Copy each line of the records below that mentions the word "info".

START Data supplied

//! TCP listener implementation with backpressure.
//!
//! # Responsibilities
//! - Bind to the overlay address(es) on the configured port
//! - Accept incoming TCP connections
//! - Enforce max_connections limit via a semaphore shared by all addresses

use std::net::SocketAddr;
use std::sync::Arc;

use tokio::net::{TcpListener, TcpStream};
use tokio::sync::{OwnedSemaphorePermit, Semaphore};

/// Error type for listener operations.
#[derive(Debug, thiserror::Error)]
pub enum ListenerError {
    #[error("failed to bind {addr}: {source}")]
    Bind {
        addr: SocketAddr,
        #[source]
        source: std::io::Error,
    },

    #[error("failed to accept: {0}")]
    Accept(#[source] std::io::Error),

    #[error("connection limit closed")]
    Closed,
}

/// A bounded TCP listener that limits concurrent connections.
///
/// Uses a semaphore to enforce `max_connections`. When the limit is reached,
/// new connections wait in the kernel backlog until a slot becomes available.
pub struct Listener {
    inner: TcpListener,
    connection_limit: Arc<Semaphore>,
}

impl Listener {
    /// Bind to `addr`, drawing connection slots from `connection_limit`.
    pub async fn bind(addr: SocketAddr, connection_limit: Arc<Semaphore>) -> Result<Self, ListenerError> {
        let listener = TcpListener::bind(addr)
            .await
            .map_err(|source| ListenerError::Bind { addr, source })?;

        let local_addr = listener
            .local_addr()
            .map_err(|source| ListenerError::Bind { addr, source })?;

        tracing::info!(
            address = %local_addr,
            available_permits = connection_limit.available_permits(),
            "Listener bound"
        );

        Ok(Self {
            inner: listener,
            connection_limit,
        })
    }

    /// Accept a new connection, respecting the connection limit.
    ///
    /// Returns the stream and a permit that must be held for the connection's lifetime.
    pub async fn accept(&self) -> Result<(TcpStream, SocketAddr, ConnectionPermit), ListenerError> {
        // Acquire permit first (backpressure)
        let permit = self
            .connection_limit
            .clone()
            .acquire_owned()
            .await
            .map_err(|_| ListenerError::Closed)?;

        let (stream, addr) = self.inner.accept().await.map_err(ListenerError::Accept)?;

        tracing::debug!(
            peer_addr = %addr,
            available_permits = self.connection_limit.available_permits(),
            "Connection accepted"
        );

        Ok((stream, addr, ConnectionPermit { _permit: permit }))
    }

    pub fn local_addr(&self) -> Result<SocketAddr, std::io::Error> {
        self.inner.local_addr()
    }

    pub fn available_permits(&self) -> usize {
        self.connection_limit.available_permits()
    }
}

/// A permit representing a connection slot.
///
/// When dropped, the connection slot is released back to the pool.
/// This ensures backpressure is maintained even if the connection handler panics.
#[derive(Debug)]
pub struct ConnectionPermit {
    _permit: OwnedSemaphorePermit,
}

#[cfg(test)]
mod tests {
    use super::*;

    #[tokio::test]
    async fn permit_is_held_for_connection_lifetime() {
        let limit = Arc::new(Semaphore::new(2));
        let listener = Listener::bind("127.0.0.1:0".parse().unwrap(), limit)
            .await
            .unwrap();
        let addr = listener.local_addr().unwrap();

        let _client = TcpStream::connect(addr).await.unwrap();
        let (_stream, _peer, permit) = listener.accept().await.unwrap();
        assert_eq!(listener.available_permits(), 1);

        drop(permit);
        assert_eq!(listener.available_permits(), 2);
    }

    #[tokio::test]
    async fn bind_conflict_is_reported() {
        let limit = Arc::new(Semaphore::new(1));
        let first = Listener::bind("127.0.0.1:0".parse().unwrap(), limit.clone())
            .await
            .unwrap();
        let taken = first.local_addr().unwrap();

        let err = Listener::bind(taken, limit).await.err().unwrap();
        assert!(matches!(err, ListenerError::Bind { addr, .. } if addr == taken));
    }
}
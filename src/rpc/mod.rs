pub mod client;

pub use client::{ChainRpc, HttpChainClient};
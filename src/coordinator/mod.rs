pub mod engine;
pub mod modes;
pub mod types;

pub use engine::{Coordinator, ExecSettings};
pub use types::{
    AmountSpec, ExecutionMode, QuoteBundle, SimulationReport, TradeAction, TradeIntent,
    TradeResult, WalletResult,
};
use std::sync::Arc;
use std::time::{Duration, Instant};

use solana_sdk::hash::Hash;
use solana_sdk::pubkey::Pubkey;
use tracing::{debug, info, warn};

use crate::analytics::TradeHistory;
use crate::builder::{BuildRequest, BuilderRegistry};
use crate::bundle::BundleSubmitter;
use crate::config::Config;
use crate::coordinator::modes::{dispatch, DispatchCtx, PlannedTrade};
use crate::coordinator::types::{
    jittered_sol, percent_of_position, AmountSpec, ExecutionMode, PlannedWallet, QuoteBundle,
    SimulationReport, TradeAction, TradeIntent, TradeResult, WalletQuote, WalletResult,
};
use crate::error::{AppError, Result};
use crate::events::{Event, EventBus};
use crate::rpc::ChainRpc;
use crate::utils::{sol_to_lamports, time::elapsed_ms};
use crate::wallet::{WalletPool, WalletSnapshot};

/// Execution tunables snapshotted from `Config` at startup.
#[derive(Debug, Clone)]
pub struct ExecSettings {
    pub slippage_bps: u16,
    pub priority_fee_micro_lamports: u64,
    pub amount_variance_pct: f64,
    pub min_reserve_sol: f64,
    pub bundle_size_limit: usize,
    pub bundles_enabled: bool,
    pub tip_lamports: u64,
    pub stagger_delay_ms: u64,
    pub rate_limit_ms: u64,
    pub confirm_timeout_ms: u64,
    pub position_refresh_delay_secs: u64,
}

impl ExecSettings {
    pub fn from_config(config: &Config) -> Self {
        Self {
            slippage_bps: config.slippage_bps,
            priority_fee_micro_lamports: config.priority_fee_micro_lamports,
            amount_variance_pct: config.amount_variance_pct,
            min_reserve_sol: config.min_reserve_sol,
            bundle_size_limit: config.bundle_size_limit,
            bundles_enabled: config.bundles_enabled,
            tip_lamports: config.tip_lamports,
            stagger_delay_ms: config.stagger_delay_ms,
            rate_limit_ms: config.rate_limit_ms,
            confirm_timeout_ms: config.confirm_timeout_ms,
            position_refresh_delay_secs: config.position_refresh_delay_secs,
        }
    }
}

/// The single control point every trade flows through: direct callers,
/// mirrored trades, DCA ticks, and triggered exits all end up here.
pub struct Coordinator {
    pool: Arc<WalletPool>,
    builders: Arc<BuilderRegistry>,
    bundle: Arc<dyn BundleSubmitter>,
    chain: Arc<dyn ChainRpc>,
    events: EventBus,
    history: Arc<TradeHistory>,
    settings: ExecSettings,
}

END Data supplied

Response below -
        tracing::info!(
use tracing::{debug, info, warn};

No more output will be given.